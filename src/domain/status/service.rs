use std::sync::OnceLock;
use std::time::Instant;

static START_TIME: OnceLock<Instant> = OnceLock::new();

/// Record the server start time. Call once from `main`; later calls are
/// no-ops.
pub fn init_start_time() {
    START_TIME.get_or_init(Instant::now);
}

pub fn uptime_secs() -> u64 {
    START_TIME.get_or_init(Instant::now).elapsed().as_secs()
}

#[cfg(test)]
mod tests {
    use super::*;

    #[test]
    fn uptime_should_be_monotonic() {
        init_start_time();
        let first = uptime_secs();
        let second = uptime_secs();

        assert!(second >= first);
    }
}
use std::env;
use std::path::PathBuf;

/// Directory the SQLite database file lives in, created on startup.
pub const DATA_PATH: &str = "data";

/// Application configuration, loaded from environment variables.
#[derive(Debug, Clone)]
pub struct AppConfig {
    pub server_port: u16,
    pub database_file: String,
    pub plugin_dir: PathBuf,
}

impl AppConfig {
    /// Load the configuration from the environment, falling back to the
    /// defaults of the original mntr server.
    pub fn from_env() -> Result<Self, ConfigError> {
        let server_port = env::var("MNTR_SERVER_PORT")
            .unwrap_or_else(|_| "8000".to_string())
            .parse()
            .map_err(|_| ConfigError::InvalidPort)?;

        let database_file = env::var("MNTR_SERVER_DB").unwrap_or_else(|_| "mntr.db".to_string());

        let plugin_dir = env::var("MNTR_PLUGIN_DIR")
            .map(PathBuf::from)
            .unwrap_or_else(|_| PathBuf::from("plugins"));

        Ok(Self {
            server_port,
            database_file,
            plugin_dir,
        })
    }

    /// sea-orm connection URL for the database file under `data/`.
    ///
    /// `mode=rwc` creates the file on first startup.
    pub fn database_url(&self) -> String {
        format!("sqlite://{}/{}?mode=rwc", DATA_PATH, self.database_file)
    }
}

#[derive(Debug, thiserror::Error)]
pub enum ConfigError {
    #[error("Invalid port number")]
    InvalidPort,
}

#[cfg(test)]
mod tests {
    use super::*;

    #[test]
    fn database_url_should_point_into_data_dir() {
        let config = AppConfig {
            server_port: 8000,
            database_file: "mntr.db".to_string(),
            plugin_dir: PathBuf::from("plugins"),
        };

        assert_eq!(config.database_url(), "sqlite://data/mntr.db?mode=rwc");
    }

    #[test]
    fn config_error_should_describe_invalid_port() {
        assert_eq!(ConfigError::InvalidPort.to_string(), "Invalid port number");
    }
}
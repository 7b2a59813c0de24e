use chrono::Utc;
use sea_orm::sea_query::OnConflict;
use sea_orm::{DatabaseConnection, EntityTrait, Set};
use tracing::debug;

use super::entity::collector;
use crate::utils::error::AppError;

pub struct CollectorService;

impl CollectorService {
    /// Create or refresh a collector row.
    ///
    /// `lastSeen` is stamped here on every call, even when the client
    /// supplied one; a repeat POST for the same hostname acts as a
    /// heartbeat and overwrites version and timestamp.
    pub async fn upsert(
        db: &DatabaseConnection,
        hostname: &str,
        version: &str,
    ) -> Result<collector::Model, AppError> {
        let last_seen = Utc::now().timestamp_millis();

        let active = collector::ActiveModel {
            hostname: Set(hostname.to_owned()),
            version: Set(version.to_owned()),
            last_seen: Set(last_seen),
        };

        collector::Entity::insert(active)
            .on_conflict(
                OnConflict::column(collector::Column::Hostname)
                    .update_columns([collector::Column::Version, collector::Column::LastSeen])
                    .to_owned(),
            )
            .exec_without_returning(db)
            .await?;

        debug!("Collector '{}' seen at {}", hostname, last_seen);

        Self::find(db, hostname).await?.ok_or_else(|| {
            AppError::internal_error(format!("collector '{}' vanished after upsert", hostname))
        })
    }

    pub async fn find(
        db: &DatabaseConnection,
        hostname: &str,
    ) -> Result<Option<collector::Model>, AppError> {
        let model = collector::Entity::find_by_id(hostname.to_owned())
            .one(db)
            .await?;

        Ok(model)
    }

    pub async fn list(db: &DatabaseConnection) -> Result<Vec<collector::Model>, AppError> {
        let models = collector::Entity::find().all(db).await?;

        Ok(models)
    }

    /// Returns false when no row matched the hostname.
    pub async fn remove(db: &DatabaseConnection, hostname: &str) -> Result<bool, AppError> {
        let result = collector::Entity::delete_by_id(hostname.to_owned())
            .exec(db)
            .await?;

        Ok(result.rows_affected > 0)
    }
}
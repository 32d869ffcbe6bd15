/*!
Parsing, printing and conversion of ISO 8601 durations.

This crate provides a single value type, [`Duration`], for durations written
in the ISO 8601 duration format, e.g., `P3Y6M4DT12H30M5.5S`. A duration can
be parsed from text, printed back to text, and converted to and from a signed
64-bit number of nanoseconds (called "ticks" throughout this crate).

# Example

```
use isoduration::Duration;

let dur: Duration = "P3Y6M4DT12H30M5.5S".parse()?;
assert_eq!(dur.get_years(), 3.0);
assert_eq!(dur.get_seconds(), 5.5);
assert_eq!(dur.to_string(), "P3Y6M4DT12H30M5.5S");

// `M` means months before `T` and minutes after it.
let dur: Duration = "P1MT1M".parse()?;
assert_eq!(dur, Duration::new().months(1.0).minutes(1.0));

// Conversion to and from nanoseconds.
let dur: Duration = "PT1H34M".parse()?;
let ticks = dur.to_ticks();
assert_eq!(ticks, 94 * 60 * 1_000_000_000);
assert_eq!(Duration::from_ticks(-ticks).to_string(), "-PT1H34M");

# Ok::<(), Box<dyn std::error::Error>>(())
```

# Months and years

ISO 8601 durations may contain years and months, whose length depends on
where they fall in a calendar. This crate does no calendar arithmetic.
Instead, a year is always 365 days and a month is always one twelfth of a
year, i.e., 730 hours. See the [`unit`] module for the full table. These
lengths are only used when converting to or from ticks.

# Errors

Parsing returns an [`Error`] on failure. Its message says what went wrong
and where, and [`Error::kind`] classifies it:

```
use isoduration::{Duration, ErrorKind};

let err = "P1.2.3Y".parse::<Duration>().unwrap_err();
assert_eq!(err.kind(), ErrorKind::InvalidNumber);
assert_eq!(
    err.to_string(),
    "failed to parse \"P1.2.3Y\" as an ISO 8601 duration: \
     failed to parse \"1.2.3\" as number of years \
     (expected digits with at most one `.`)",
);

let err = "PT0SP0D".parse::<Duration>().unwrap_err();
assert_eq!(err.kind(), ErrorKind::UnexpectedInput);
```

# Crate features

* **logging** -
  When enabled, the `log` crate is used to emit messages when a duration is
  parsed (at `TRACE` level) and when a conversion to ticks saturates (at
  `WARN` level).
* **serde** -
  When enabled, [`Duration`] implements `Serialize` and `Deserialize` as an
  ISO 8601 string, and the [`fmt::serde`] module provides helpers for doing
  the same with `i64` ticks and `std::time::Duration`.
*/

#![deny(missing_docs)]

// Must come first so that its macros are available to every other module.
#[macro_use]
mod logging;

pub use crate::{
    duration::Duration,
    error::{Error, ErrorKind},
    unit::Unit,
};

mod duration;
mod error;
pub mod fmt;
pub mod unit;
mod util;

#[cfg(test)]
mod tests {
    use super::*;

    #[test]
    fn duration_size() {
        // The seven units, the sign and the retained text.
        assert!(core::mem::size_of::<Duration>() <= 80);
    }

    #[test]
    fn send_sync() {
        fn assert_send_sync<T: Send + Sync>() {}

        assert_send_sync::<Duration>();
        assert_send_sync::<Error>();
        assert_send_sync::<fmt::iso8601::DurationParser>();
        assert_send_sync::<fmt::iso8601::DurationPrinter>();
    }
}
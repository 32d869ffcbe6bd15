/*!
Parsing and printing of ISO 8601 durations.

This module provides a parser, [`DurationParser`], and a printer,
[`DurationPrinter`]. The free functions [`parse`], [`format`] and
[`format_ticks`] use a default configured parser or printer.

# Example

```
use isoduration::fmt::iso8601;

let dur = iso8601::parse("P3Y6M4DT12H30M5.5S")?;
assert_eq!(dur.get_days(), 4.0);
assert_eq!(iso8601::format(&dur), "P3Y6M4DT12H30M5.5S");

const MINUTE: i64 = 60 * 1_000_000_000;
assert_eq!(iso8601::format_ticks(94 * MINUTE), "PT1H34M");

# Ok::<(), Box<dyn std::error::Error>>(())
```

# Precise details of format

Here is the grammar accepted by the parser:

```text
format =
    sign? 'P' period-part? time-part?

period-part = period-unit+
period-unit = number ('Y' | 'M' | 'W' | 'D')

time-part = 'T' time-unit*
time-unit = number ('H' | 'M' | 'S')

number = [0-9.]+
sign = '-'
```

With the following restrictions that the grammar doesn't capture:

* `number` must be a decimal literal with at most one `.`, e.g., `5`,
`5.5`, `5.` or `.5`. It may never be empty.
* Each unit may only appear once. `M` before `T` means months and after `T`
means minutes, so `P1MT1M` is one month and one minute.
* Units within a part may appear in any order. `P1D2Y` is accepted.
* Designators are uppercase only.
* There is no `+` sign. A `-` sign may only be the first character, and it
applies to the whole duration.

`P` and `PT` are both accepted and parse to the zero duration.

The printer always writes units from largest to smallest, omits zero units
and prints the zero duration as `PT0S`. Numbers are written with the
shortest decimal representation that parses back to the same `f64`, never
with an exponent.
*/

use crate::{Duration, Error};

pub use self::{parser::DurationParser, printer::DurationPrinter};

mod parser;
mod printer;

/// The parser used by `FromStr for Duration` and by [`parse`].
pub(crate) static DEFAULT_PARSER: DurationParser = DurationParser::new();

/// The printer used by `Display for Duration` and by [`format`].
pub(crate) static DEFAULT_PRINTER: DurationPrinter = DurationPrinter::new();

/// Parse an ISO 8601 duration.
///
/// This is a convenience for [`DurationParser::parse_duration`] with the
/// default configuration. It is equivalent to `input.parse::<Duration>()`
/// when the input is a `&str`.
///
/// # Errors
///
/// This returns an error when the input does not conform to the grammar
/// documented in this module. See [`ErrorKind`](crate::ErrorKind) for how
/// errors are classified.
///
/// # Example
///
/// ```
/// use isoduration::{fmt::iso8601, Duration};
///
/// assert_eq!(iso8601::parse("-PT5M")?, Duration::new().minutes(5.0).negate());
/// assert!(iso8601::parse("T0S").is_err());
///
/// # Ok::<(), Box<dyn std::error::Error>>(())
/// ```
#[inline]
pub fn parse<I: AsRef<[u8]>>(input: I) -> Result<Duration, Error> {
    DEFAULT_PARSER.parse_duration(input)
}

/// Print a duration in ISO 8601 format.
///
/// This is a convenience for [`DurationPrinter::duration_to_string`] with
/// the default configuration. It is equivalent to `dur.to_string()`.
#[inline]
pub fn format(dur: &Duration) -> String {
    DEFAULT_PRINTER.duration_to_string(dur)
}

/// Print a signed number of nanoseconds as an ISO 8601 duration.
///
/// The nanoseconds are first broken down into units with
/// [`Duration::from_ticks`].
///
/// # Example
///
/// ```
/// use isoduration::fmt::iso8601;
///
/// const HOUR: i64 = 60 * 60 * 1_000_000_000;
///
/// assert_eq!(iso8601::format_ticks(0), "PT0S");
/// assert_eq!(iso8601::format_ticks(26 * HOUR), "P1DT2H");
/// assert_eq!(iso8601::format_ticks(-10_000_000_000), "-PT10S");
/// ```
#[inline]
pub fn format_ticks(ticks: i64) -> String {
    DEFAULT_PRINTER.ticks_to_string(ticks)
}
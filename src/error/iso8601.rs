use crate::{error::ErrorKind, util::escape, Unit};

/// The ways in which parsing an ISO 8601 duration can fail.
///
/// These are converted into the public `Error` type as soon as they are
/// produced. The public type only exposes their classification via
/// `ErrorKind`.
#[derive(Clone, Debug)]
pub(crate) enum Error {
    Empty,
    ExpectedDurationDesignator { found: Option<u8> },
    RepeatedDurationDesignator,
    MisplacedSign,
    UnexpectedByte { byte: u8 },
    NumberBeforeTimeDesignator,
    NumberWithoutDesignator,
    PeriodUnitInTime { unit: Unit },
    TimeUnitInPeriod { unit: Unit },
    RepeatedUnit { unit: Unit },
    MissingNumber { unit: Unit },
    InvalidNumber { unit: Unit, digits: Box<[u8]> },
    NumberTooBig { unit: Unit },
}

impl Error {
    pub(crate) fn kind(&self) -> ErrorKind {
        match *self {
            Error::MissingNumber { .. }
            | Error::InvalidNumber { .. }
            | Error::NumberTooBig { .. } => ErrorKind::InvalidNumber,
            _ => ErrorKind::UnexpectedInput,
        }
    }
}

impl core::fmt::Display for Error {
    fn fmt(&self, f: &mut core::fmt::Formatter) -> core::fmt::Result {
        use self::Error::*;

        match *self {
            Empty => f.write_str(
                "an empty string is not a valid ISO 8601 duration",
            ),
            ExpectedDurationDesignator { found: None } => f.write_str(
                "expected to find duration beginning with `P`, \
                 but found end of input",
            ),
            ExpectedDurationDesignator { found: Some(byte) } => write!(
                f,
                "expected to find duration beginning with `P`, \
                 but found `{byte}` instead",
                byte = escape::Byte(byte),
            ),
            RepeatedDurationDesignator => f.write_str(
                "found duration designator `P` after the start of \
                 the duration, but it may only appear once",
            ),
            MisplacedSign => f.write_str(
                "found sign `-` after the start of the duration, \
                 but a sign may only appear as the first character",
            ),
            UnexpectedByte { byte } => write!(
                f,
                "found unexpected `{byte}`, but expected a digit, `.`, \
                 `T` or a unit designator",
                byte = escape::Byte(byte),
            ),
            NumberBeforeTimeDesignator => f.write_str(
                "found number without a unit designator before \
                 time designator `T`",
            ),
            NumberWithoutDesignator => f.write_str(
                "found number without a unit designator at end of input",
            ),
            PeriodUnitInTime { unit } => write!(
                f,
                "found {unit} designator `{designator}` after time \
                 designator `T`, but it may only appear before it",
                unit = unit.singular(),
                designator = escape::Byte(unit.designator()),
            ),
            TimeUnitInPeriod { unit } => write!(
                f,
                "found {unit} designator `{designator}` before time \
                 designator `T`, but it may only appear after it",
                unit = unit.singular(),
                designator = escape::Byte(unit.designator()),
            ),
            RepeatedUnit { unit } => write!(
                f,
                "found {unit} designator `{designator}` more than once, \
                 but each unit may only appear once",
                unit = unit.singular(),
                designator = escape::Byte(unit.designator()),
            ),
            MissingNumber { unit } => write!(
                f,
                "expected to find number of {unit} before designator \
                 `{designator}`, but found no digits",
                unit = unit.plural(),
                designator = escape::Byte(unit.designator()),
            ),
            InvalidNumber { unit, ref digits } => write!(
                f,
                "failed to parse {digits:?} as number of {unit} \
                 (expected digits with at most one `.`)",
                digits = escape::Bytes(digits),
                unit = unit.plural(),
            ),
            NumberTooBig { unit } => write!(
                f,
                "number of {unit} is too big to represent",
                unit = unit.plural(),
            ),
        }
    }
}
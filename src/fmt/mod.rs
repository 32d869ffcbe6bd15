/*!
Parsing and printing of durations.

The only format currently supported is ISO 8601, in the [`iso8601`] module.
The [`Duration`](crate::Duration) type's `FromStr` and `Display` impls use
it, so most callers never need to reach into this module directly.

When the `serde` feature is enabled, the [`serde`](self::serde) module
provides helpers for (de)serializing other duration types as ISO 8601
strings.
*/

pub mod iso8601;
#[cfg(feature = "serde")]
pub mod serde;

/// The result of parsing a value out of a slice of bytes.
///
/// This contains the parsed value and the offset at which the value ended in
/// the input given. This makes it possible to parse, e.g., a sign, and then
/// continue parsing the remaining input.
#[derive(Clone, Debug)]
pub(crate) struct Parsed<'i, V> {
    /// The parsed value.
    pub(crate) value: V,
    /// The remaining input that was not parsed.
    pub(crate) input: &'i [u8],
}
####
Would you restate, word for word, every line of the listing from its first line through the line with "falling back to the"?

filename src/domain/status/service.rs
use std::sync::OnceLock;
use std::time::Instant;

static START_TIME: OnceLock<Instant> = OnceLock::new();

/// Record the server start time. Call once from `main`; later calls are
/// no-ops.
pub fn init_start_time() {
    START_TIME.get_or_init(Instant::now);
}

pub fn uptime_secs() -> u64 {
    START_TIME.get_or_init(Instant::now).elapsed().as_secs()
}

#[cfg(test)]
mod tests {
    use super::*;

    #[test]
    fn uptime_should_be_monotonic() {
        init_start_time();
        let first = uptime_secs();
        let second = uptime_secs();

        assert!(second >= first);
    }
}
use std::env;
use std::path::PathBuf;

/// Directory the SQLite database file lives in, created on startup.
pub const DATA_PATH: &str = "data";

/// Application configuration, loaded from environment variables.
#[derive(Debug, Clone)]
pub struct AppConfig {
    pub server_port: u16,
    pub database_file: String,
    pub plugin_dir: PathBuf,
}

impl AppConfig {
    /// Load the configuration from the environment, falling back to the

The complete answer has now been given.